··· Working data ···

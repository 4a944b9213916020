//! JSON format adapters.
//!
//! Import accepts both a JSON array of objects and newline-delimited JSON.
//! Export writes either a pretty-printed array (two-space indent) or NDJSON.

use crate::client::Document;
use crate::io::traits::{ExportSink, ImportSource};
use crate::{Error, Result};
use std::collections::VecDeque;
use std::io::{BufRead, Write};

fn read_error(e: &std::io::Error) -> Error {
    Error::operation("read_json", e)
}

fn write_error(e: impl ToString) -> Error {
    Error::operation("write_json", e)
}

/// JSON import source.
///
/// Detects the layout from the first non-blank line:
/// - **Array**: the whole input is parsed as `[{...}, {...}]`
/// - **NDJSON**: one object per line, blank lines skipped
pub struct JsonImportSource<R: BufRead> {
    reader: R,
    /// Documents parsed but not yet returned.
    buffer: VecDeque<Document>,
    started: bool,
    array_mode: bool,
    /// Line number for error reporting.
    line_number: usize,
}

impl<R: BufRead> JsonImportSource<R> {
    /// Creates a new JSON import source.
    #[must_use]
    pub const fn new(reader: R) -> Self {
        Self {
            reader,
            buffer: VecDeque::new(),
            started: false,
            array_mode: false,
            line_number: 0,
        }
    }

    /// Reads the next non-blank line. `None` at end of input.
    fn next_line(&mut self) -> Result<Option<String>> {
        let mut line = String::new();
        loop {
            line.clear();
            let bytes_read = self.reader.read_line(&mut line).map_err(|e| read_error(&e))?;
            if bytes_read == 0 {
                return Ok(None);
            }
            self.line_number += 1;
            if !line.trim().is_empty() {
                return Ok(Some(line));
            }
        }
    }

    fn parse_line(&self, line: &str) -> Result<Document> {
        serde_json::from_str(line.trim()).map_err(|e| {
            Error::InvalidInput(format!(
                "Line {}: expected a JSON object: {e}",
                self.line_number
            ))
        })
    }

    /// Returns false for empty input.
    fn detect_format(&mut self) -> Result<bool> {
        self.started = true;
        let Some(first_line) = self.next_line()? else {
            return Ok(false);
        };

        if first_line.trim_start().starts_with('[') {
            self.array_mode = true;
            let mut remaining = String::new();
            self.reader
                .read_to_string(&mut remaining)
                .map_err(|e| read_error(&e))?;
            let documents: Vec<Document> = serde_json::from_str(&format!("{first_line}{remaining}"))
                .map_err(|e| Error::InvalidInput(format!("Failed to parse JSON array: {e}")))?;
            self.buffer = documents.into();
        } else {
            let document = self.parse_line(&first_line)?;
            self.buffer.push_back(document);
        }
        Ok(true)
    }
}

impl<R: BufRead> ImportSource for JsonImportSource<R> {
    fn next(&mut self) -> Result<Option<Document>> {
        if !self.started && !self.detect_format()? {
            return Ok(None);
        }

        if let Some(document) = self.buffer.pop_front() {
            return Ok(Some(document));
        }
        if self.array_mode {
            return Ok(None);
        }

        match self.next_line()? {
            Some(line) => self.parse_line(&line).map(Some),
            None => Ok(None),
        }
    }

    fn size_hint(&self) -> Option<usize> {
        self.array_mode.then_some(self.buffer.len())
    }
}

/// Pretty-printed JSON array sink.
///
/// Output is identical to pretty-printing the collected array at once, but
/// documents are written as they arrive.
pub struct JsonArrayExportSink<W: Write> {
    writer: W,
    /// Number of documents written.
    count: usize,
}

impl<W: Write> JsonArrayExportSink<W> {
    /// Creates a new array sink.
    #[must_use]
    pub const fn new(writer: W) -> Self {
        Self { writer, count: 0 }
    }
}

impl<W: Write + Send> ExportSink for JsonArrayExportSink<W> {
    fn write(&mut self, document: &Document) -> Result<()> {
        let pretty = serde_json::to_string_pretty(document).map_err(write_error)?;
        let separator = if self.count == 0 { "[\n" } else { ",\n" };
        self.writer
            .write_all(separator.as_bytes())
            .map_err(write_error)?;

        // JSON strings never hold raw newlines, so indenting per line is safe.
        for (i, line) in pretty.lines().enumerate() {
            if i > 0 {
                self.writer.write_all(b"\n").map_err(write_error)?;
            }
            write!(self.writer, "  {line}").map_err(write_error)?;
        }
        self.count += 1;
        Ok(())
    }

    fn finalize(mut self: Box<Self>) -> Result<()> {
        let footer: &[u8] = if self.count == 0 { b"[]" } else { b"\n]" };
        self.writer.write_all(footer).map_err(write_error)?;
        self.writer
            .flush()
            .map_err(|e| Error::operation("flush_json", e))
    }
}

/// Newline-delimited JSON sink.
pub struct NdjsonExportSink<W: Write> {
    writer: W,
}

impl<W: Write> NdjsonExportSink<W> {
    /// Creates a new NDJSON sink.
    #[must_use]
    pub const fn new(writer: W) -> Self {
        Self { writer }
    }
}

impl<W: Write + Send> ExportSink for NdjsonExportSink<W> {
    fn write(&mut self, document: &Document) -> Result<()> {
        serde_json::to_writer(&mut self.writer, document).map_err(write_error)?;
        writeln!(self.writer).map_err(write_error)
    }

    fn finalize(mut self: Box<Self>) -> Result<()> {
        self.writer
            .flush()
            .map_err(|e| Error::operation("flush_json", e))
    }
}

#[cfg(test)]
mod tests {
    use super::*;
    use serde_json::json;
    use std::io::Cursor;

    fn doc(value: serde_json::Value) -> Document {
        value.as_object().cloned().unwrap()
    }

    fn collect(input: &str) -> Result<Vec<Document>> {
        let mut source = JsonImportSource::new(Cursor::new(input.to_string()));
        let mut documents = Vec::new();
        while let Some(document) = source.next()? {
            documents.push(document);
        }
        Ok(documents)
    }

    #[test]
    fn test_import_ndjson() {
        let input = "{\"id\": 1, \"title\": \"Alien\"}\n\n{\"id\": 2, \"tags\": [\"a\"]}\n";

        let documents = collect(input).unwrap();

        assert_eq!(documents.len(), 2);
        assert_eq!(documents[0]["title"], "Alien");
        assert_eq!(documents[1]["tags"], json!(["a"]));
    }

    #[test]
    fn test_import_array() {
        let input = r#"[
            {"id": 1},
            {"id": 2}
        ]"#;

        let mut source = JsonImportSource::new(Cursor::new(input));
        assert_eq!(source.next().unwrap().unwrap()["id"], 1);
        assert_eq!(source.size_hint(), Some(1));
        assert_eq!(source.next().unwrap().unwrap()["id"], 2);
        assert!(source.next().unwrap().is_none());
    }

    #[test]
    fn test_import_empty_input() {
        assert!(collect("").unwrap().is_empty());
        assert!(collect("\n  \n").unwrap().is_empty());
    }

    #[test]
    fn test_import_reports_line_number() {
        let err = collect("{\"id\": 1}\n\n42\n").unwrap_err();
        assert!(err.to_string().contains("Line 3"));
    }

    #[test]
    fn test_array_sink_matches_pretty_print() {
        let documents = vec![
            doc(json!({"id": 1, "nested": {"tags": ["a", "b"]}})),
            doc(json!({"id": 2, "empty": {}})),
        ];
        let mut output = Vec::new();
        {
            let mut sink = Box::new(JsonArrayExportSink::new(&mut output));
            for document in &documents {
                sink.write(document).unwrap();
            }
            sink.finalize().unwrap();
        }

        assert_eq!(
            String::from_utf8(output).unwrap(),
            serde_json::to_string_pretty(&documents).unwrap()
        );
    }

    #[test]
    fn test_array_sink_empty() {
        let mut output = Vec::new();
        Box::new(JsonArrayExportSink::new(&mut output)).finalize().unwrap();
        assert_eq!(output, b"[]");
    }

    #[test]
    fn test_ndjson_sink() {
        let mut output = Vec::new();
        {
            let mut sink = Box::new(NdjsonExportSink::new(&mut output));
            sink.write(&doc(json!({"id": 1}))).unwrap();
            sink.write(&doc(json!({"id": 2}))).unwrap();
            sink.finalize().unwrap();
        }
        assert_eq!(String::from_utf8(output).unwrap(), "{\"id\":1}\n{\"id\":2}\n");
    }
}
//! Configuration management.
//!
//! Settings come from a TOML file, then environment variables:
//!
//! | Variable | Setting |
//! |----------|---------|
//! | `SEARCHDECK_URL` | `instance.url` |
//! | `SEARCHDECK_API_KEY` | `instance.api_key` |
//! | `SEARCHDECK_LOG_LEVEL` | `logging.level` |
//! | `SEARCHDECK_LOG_FORMAT` | `logging.format` |
//! | `SEARCHDECK_DATA_DIR` | `data_dir` |

use crate::collections::DEFAULT_CHUNK_SIZE;
use crate::io::DEFAULT_EXPORT_BATCH_SIZE;
use secrecy::SecretString;
use serde::Deserialize;
use std::path::{Path, PathBuf};
use std::time::Duration;

/// Engine URL used when nothing is configured.
pub const DEFAULT_URL: &str = "http://localhost:7700";

/// Application directory name under the platform config and data dirs.
pub const APP_DIR: &str = "searchdeck";

/// Main configuration.
#[derive(Debug, Clone)]
pub struct AppConfig {
    /// Engine connection.
    pub instance: InstanceConfig,
    /// Export and import sizing.
    pub export: ExportConfig,
    /// Task polling.
    pub tasks: TasksConfig,
    /// Logging settings, resolved by [`crate::observability`].
    pub logging: LoggingSettings,
    /// Directory holding the credentials registry.
    pub data_dir: PathBuf,
}

/// Engine connection.
#[derive(Debug, Clone)]
pub struct InstanceConfig {
    /// Base URL.
    pub url: String,
    /// API key sent as a bearer token.
    pub api_key: Option<SecretString>,
}

impl Default for InstanceConfig {
    fn default() -> Self {
        Self {
            url: DEFAULT_URL.to_string(),
            api_key: None,
        }
    }
}

/// Export and import sizing.
#[derive(Debug, Clone, Copy, PartialEq, Eq)]
pub struct ExportConfig {
    /// Documents per page when reading an index.
    pub batch_size: usize,
    /// Documents per write request.
    pub chunk_size: usize,
}

impl Default for ExportConfig {
    fn default() -> Self {
        Self {
            batch_size: DEFAULT_EXPORT_BATCH_SIZE,
            chunk_size: DEFAULT_CHUNK_SIZE,
        }
    }
}

/// Task polling.
#[derive(Debug, Clone, Copy, PartialEq, Eq)]
pub struct TasksConfig {
    /// Time allowed per task.
    pub timeout: Duration,
    /// Delay between status checks.
    pub poll_interval: Duration,
}

impl Default for TasksConfig {
    fn default() -> Self {
        Self {
            timeout: Duration::from_secs(3600),
            poll_interval: Duration::from_millis(50),
        }
    }
}

/// Logging settings as written by the user.
#[derive(Debug, Clone, Default, PartialEq, Eq, Deserialize)]
pub struct LoggingSettings {
    /// Filter directive, e.g. `info` or `searchdeck=debug`.
    pub level: Option<String>,
    /// `pretty` or `json`.
    pub format: Option<String>,
    /// Log file; stderr when absent.
    pub file: Option<PathBuf>,
}

/// Configuration file structure (for TOML parsing).
#[derive(Debug, Deserialize, Default)]
pub struct ConfigFile {
    /// Data directory.
    pub data_dir: Option<String>,
    /// Instance section.
    pub instance: Option<ConfigFileInstance>,
    /// Export section.
    pub export: Option<ConfigFileExport>,
    /// Tasks section.
    pub tasks: Option<ConfigFileTasks>,
    /// Logging section.
    pub logging: Option<LoggingSettings>,
}

/// Instance section in config file.
#[derive(Debug, Deserialize, Default)]
pub struct ConfigFileInstance {
    /// Base URL.
    pub url: Option<String>,
    /// API key.
    pub api_key: Option<String>,
}

/// Export section in config file.
#[derive(Debug, Deserialize, Default)]
pub struct ConfigFileExport {
    /// Page size.
    pub batch_size: Option<usize>,
    /// Write chunk size.
    pub chunk_size: Option<usize>,
}

/// Tasks section in config file.
#[derive(Debug, Deserialize, Default)]
pub struct ConfigFileTasks {
    /// Timeout per task in seconds.
    pub timeout_secs: Option<u64>,
    /// Poll interval in milliseconds.
    pub poll_interval_ms: Option<u64>,
}

impl Default for AppConfig {
    fn default() -> Self {
        Self {
            instance: InstanceConfig::default(),
            export: ExportConfig::default(),
            tasks: TasksConfig::default(),
            logging: LoggingSettings::default(),
            data_dir: default_data_dir(),
        }
    }
}

fn default_data_dir() -> PathBuf {
    directories::BaseDirs::new().map_or_else(
        || PathBuf::from(".searchdeck"),
        |dirs| dirs.data_dir().join(APP_DIR),
    )
}

impl AppConfig {
    /// Creates a new configuration with default values.
    #[must_use]
    pub fn new() -> Self {
        Self::default()
    }

    /// Loads configuration from a file path.
    ///
    /// # Errors
    ///
    /// Returns an error if the file cannot be read or parsed.
    pub fn load_from_file(path: &Path) -> crate::Result<Self> {
        let contents =
            std::fs::read_to_string(path).map_err(|e| crate::Error::OperationFailed {
                operation: "read_config_file".to_string(),
                cause: format!("{}: {e}", path.display()),
            })?;

        Self::from_toml(&contents)
    }

    /// Parses configuration from TOML text.
    ///
    /// # Errors
    ///
    /// Returns an error if the text is not a valid config file.
    pub fn from_toml(contents: &str) -> crate::Result<Self> {
        let file: ConfigFile =
            toml::from_str(contents).map_err(|e| crate::Error::OperationFailed {
                operation: "parse_config_file".to_string(),
                cause: e.to_string(),
            })?;

        Ok(Self::from_config_file(file))
    }

    /// Loads configuration from the default location.
    ///
    /// Checks the platform config dir, then `~/.config/searchdeck/`.
    /// Returns defaults if neither holds a readable `config.toml`.
    #[must_use]
    pub fn load_default() -> Self {
        let Some(base_dirs) = directories::BaseDirs::new() else {
            return Self::default();
        };

        let candidates = [
            base_dirs.config_dir().join(APP_DIR).join("config.toml"),
            base_dirs
                .home_dir()
                .join(".config")
                .join(APP_DIR)
                .join("config.toml"),
        ];
        for path in candidates.iter().filter(|p| p.exists()) {
            match Self::load_from_file(path) {
                Ok(config) => return config,
                Err(e) => tracing::warn!(path = %path.display(), error = %e, "ignoring config file"),
            }
        }

        Self::default()
    }

    /// Converts a `ConfigFile` to `AppConfig`.
    fn from_config_file(file: ConfigFile) -> Self {
        let mut config = Self::default();

        if let Some(data_dir) = file.data_dir {
            config.data_dir = PathBuf::from(data_dir);
        }
        if let Some(instance) = file.instance {
            if let Some(url) = instance.url {
                config.instance.url = url;
            }
            config.instance.api_key = instance.api_key.map(SecretString::from);
        }
        if let Some(export) = file.export {
            if let Some(v) = export.batch_size.filter(|v| *v > 0) {
                config.export.batch_size = v;
            }
            if let Some(v) = export.chunk_size.filter(|v| *v > 0) {
                config.export.chunk_size = v;
            }
        }
        if let Some(tasks) = file.tasks {
            if let Some(secs) = tasks.timeout_secs {
                config.tasks.timeout = Duration::from_secs(secs);
            }
            if let Some(ms) = tasks.poll_interval_ms {
                config.tasks.poll_interval = Duration::from_millis(ms);
            }
        }
        if let Some(logging) = file.logging {
            config.logging = logging;
        }

        config
    }

    /// Applies `SEARCHDECK_*` environment variables.
    #[must_use]
    pub fn with_env_overrides(self) -> Self {
        self.with_overrides_from(|key| std::env::var(key).ok())
    }

    /// Applies overrides read through `lookup`. Empty values are ignored.
    #[must_use]
    pub fn with_overrides_from(mut self, lookup: impl Fn(&str) -> Option<String>) -> Self {
        let get = |key: &str| lookup(key).filter(|v| !v.is_empty());

        if let Some(url) = get("SEARCHDECK_URL") {
            self.instance.url = url;
        }
        if let Some(key) = get("SEARCHDECK_API_KEY") {
            self.instance.api_key = Some(SecretString::from(key));
        }
        if let Some(level) = get("SEARCHDECK_LOG_LEVEL") {
            self.logging.level = Some(level);
        }
        if let Some(format) = get("SEARCHDECK_LOG_FORMAT") {
            self.logging.format = Some(format);
        }
        if let Some(dir) = get("SEARCHDECK_DATA_DIR") {
            self.data_dir = PathBuf::from(dir);
        }
        self
    }

    /// Sets the instance URL.
    #[must_use]
    pub fn with_url(mut self, url: impl Into<String>) -> Self {
        self.instance.url = url.into();
        self
    }

    /// Sets the data directory.
    #[must_use]
    pub fn with_data_dir(mut self, path: impl Into<PathBuf>) -> Self {
        self.data_dir = path.into();
        self
    }
}

#[cfg(test)]
mod tests {
    use super::*;
    use secrecy::ExposeSecret;
    use std::collections::HashMap;

    #[test]
    fn test_defaults() {
        let config = AppConfig::new();

        assert_eq!(config.instance.url, DEFAULT_URL);
        assert!(config.instance.api_key.is_none());
        assert_eq!(config.export.batch_size, 1000);
        assert_eq!(config.tasks.timeout, Duration::from_secs(3600));
        assert_eq!(config.tasks.poll_interval, Duration::from_millis(50));
    }

    #[test]
    fn test_from_toml() {
        let config = AppConfig::from_toml(
            r#"
            data_dir = "/var/lib/searchdeck"

            [instance]
            url = "https://search.example.com"
            api_key = "masterKey"

            [export]
            batch_size = 250
            chunk_size = 0

            [tasks]
            timeout_secs = 60
            poll_interval_ms = 200

            [logging]
            level = "debug"
            format = "json"
            "#,
        )
        .unwrap();

        assert_eq!(config.data_dir, PathBuf::from("/var/lib/searchdeck"));
        assert_eq!(config.instance.url, "https://search.example.com");
        assert_eq!(
            config.instance.api_key.as_ref().map(|k| k.expose_secret().to_string()),
            Some("masterKey".to_string())
        );
        assert_eq!(config.export.batch_size, 250);
        // Zero sizes keep the default.
        assert_eq!(config.export.chunk_size, DEFAULT_CHUNK_SIZE);
        assert_eq!(config.tasks.timeout, Duration::from_secs(60));
        assert_eq!(config.tasks.poll_interval, Duration::from_millis(200));
        assert_eq!(config.logging.format.as_deref(), Some("json"));
    }

    #[test]
    fn test_invalid_toml() {
        assert!(AppConfig::from_toml("instance = 3").is_err());
    }

    #[test]
    fn test_load_from_missing_file() {
        let dir = tempfile::tempdir().unwrap();
        assert!(AppConfig::load_from_file(&dir.path().join("absent.toml")).is_err());
    }

    #[test]
    fn test_env_overrides() {
        let env: HashMap<&str, &str> = [
            ("SEARCHDECK_URL", "http://10.0.0.1:7700"),
            ("SEARCHDECK_API_KEY", ""),
            ("SEARCHDECK_LOG_LEVEL", "trace"),
        ]
        .into_iter()
        .collect();

        let config = AppConfig::new()
            .with_overrides_from(|key| env.get(key).map(ToString::to_string));

        assert_eq!(config.instance.url, "http://10.0.0.1:7700");
        assert!(config.instance.api_key.is_none());
        assert_eq!(config.logging.level.as_deref(), Some("trace"));
    }
}
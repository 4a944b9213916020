//! Date and duration formatting.

use crate::{Error, Result};
use chrono::{DateTime, FixedOffset, Utc};
use once_cell::sync::Lazy;
use regex::Regex;
use std::fmt::Write;

/// ISO 8601 duration as reported by the engine, e.g. `PT0.035S`.
static ISO_DURATION: Lazy<Regex> = Lazy::new(|| {
    Regex::new(r"P(?:([\d.]+)D)?T(?:([\d.]+)H)?(?:([\d.]+)M)?(?:([\d.]+)S)?")
        .unwrap_or_else(|_| unreachable!())
});

/// Weekday, month name, day and year: `Monday, January 1, 2024`.
pub const PRETTY_DATE: &str = "%A, %B %-d, %Y";

/// Weekday, month name and day: `Monday, January 1`.
pub const PRETTY_DATE_SHORT: &str = "%A, %B %-d";

/// Default date pattern: `2024-01-01 13:45:00`.
pub const DEFAULT_DATE_PATTERN: &str = "%Y-%m-%d %H:%M:%S";

/// Duration split into display units.
#[derive(Debug, Clone, Copy, PartialEq, Eq, Default)]
pub struct DurationParts {
    /// Whole days.
    pub days: u64,
    /// Hours, 0-23.
    pub hours: u64,
    /// Minutes, 0-59.
    pub minutes: u64,
    /// Seconds, 0-59.
    pub seconds: u64,
    /// Milliseconds, 0-999.
    pub millis: u64,
}

fn parse_component(value: Option<regex::Match<'_>>, input: &str) -> Result<f64> {
    value.map_or(Ok(0.0), |m| {
        m.as_str()
            .parse::<f64>()
            .map_err(|_| Error::InvalidInput(format!("invalid duration: {input}")))
    })
}

/// Parses an ISO 8601 duration of the form `P[nD]T[nH][nM][nS]`.
///
/// Fractional components carry over into smaller units.
///
/// # Errors
///
/// Returns [`Error::InvalidInput`] if the string does not match.
#[allow(clippy::cast_possible_truncation, clippy::cast_sign_loss)]
pub fn parse_iso_duration(input: &str) -> Result<DurationParts> {
    let captures = ISO_DURATION
        .captures(input)
        .ok_or_else(|| Error::InvalidInput(format!("invalid duration: {input}")))?;

    let days = parse_component(captures.get(1), input)?;
    let hours = parse_component(captures.get(2), input)?;
    let minutes = parse_component(captures.get(3), input)?;
    let seconds = parse_component(captures.get(4), input)?;

    let total_seconds = days.mul_add(86_400.0, hours.mul_add(3_600.0, minutes.mul_add(60.0, seconds)));
    // The epsilon absorbs binary representation error, e.g. 1.001 * 1000.
    let total_millis = total_seconds.mul_add(1000.0, 1e-6).floor() as u64;
    let total_secs = total_millis / 1000;
    let total_minutes = total_secs / 60;

    Ok(DurationParts {
        days: days.floor() as u64,
        hours: (total_minutes / 60) % 24,
        minutes: total_minutes % 60,
        seconds: total_secs % 60,
        millis: total_millis % 1000,
    })
}

/// Renders an ISO 8601 duration for humans.
///
/// Once a larger unit is shown, every smaller unit down to minutes is shown
/// too. Milliseconds are shown for sub-10-second remainders only.
///
/// ```
/// use searchdeck::utils::format_duration;
///
/// assert_eq!(format_duration("PT0.012S").unwrap(), "0.012s");
/// assert_eq!(format_duration("P1DT2H0M3S").unwrap(), "1d 2h 0m 3s");
/// assert_eq!(format_duration("PT1H").unwrap(), "1h 0m");
/// ```
///
/// # Errors
///
/// Returns [`Error::InvalidInput`] if the string does not match.
pub fn format_duration(input: &str) -> Result<String> {
    let DurationParts {
        days,
        hours,
        minutes,
        seconds,
        millis,
    } = parse_iso_duration(input)?;

    let mut parts = Vec::new();
    if days > 0 {
        parts.push(format!("{days}d"));
    }
    if hours > 0 || !parts.is_empty() {
        parts.push(format!("{hours}h"));
    }
    if minutes > 0 || !parts.is_empty() {
        parts.push(format!("{minutes}m"));
    }
    if seconds > 0 || millis > 0 {
        if millis > 0 && seconds < 10 {
            parts.push(format!("{seconds}.{millis:03}s"));
        } else {
            parts.push(format!("{seconds}s"));
        }
    }

    if parts.is_empty() {
        return Ok("0s".to_string());
    }
    Ok(parts.join(" "))
}

/// Options for [`format_date`].
#[derive(Debug, Clone, PartialEq, Eq)]
pub struct DateFormatOptions {
    /// `strftime` pattern.
    pub pattern: String,
    /// Offset the date is shown in.
    pub offset: FixedOffset,
    /// Appends ` (UTC+hh:mm)`.
    pub display_time_zone: bool,
}

impl Default for DateFormatOptions {
    fn default() -> Self {
        Self {
            pattern: DEFAULT_DATE_PATTERN.to_string(),
            offset: FixedOffset::east_opt(0).unwrap_or_else(|| unreachable!()),
            display_time_zone: false,
        }
    }
}

impl DateFormatOptions {
    /// Sets the pattern.
    #[must_use]
    pub fn with_pattern(mut self, pattern: impl Into<String>) -> Self {
        self.pattern = pattern.into();
        self
    }

    /// Sets the display offset.
    #[must_use]
    pub const fn with_offset(mut self, offset: FixedOffset) -> Self {
        self.offset = offset;
        self
    }

    /// Enables the time zone suffix.
    #[must_use]
    pub const fn with_time_zone(mut self, display: bool) -> Self {
        self.display_time_zone = display;
        self
    }
}

/// Parses an RFC 3339 timestamp.
///
/// # Errors
///
/// Returns [`Error::InvalidInput`] if the string is not RFC 3339.
pub fn parse_date(value: &str) -> Result<DateTime<Utc>> {
    DateTime::parse_from_rfc3339(value)
        .map(|dt| dt.with_timezone(&Utc))
        .map_err(|e| Error::InvalidInput(format!("invalid date `{value}`: {e}")))
}

/// Parses an offset such as `+02:00`.
///
/// # Errors
///
/// Returns [`Error::InvalidInput`] if the offset is malformed.
pub fn parse_offset(value: &str) -> Result<FixedOffset> {
    value
        .parse::<FixedOffset>()
        .map_err(|e| Error::InvalidInput(format!("invalid UTC offset `{value}`: {e}")))
}

/// Formats `date` in the configured offset. `None` stays `None`.
///
/// An unusable pattern falls back to RFC 3339.
#[must_use]
pub fn format_date(date: Option<DateTime<Utc>>, options: &DateFormatOptions) -> Option<String> {
    let local = date?.with_timezone(&options.offset);

    let mut output = String::new();
    if write!(output, "{}", local.format(&options.pattern)).is_err() {
        output = local.to_rfc3339();
    }
    if options.display_time_zone {
        let _ = write!(output, " (UTC{})", options.offset);
    }
    Some(output)
}

#[cfg(test)]
mod tests {
    use super::*;
    use test_case::test_case;

    #[test_case("PT0.012345S", "0.012s" ; "sub second")]
    #[test_case("PT1.5S", "1.500s" ; "padded millis")]
    #[test_case("PT12.5S", "12s" ; "millis hidden past ten seconds")]
    #[test_case("PT3M", "3m" ; "minutes only")]
    #[test_case("PT1H", "1h 0m" ; "hours force minutes")]
    #[test_case("PT1H0M5S", "1h 0m 5s" ; "hours and seconds")]
    #[test_case("P1DT2H3M4S", "1d 2h 3m 4s" ; "all units")]
    #[test_case("P1.5DT", "1d 12h 0m" ; "fractional day")]
    #[test_case("PT90S", "1m 30s" ; "seconds carry")]
    #[test_case("PT0S", "0s" ; "zero")]
    #[test_case("PT1.001S", "1.001s" ; "float error absorbed")]
    fn test_format_duration(input: &str, expected: &str) {
        assert_eq!(format_duration(input).unwrap(), expected);
    }

    #[test_case("" ; "empty")]
    #[test_case("P1D" ; "missing time designator")]
    #[test_case("5 seconds" ; "prose")]
    #[test_case("PT1.2.3S" ; "bad number")]
    fn test_format_duration_rejects(input: &str) {
        assert!(matches!(format_duration(input), Err(Error::InvalidInput(_))));
    }

    #[test]
    fn test_format_date_in_offset() {
        let date = parse_date("2024-03-01T22:30:00Z").unwrap();
        let options = DateFormatOptions::default()
            .with_offset(parse_offset("+02:00").unwrap())
            .with_time_zone(true);

        assert_eq!(
            format_date(Some(date), &options).unwrap(),
            "2024-03-02 00:30:00 (UTC+02:00)"
        );
    }

    #[test]
    fn test_format_date_presets() {
        let date = parse_date("2024-01-01T08:00:00Z").unwrap();

        let pretty = DateFormatOptions::default().with_pattern(PRETTY_DATE);
        let short = DateFormatOptions::default().with_pattern(PRETTY_DATE_SHORT);

        assert_eq!(format_date(Some(date), &pretty).unwrap(), "Monday, January 1, 2024");
        assert_eq!(format_date(Some(date), &short).unwrap(), "Monday, January 1");
    }

    #[test]
    fn test_format_date_none() {
        assert!(format_date(None, &DateFormatOptions::default()).is_none());
    }

    #[test]
    fn test_parse_date_rejects_garbage() {
        assert!(parse_date("yesterday").is_err());
        assert!(parse_offset("+25:99").is_err());
    }
}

···

Wherever "smaller" occurs in the entries above, copy the line it sits on.

- **Solution to the problem**:
/// Fractional components carry over into smaller units.
/// Once a larger unit is shown, every smaller unit down to minutes is shown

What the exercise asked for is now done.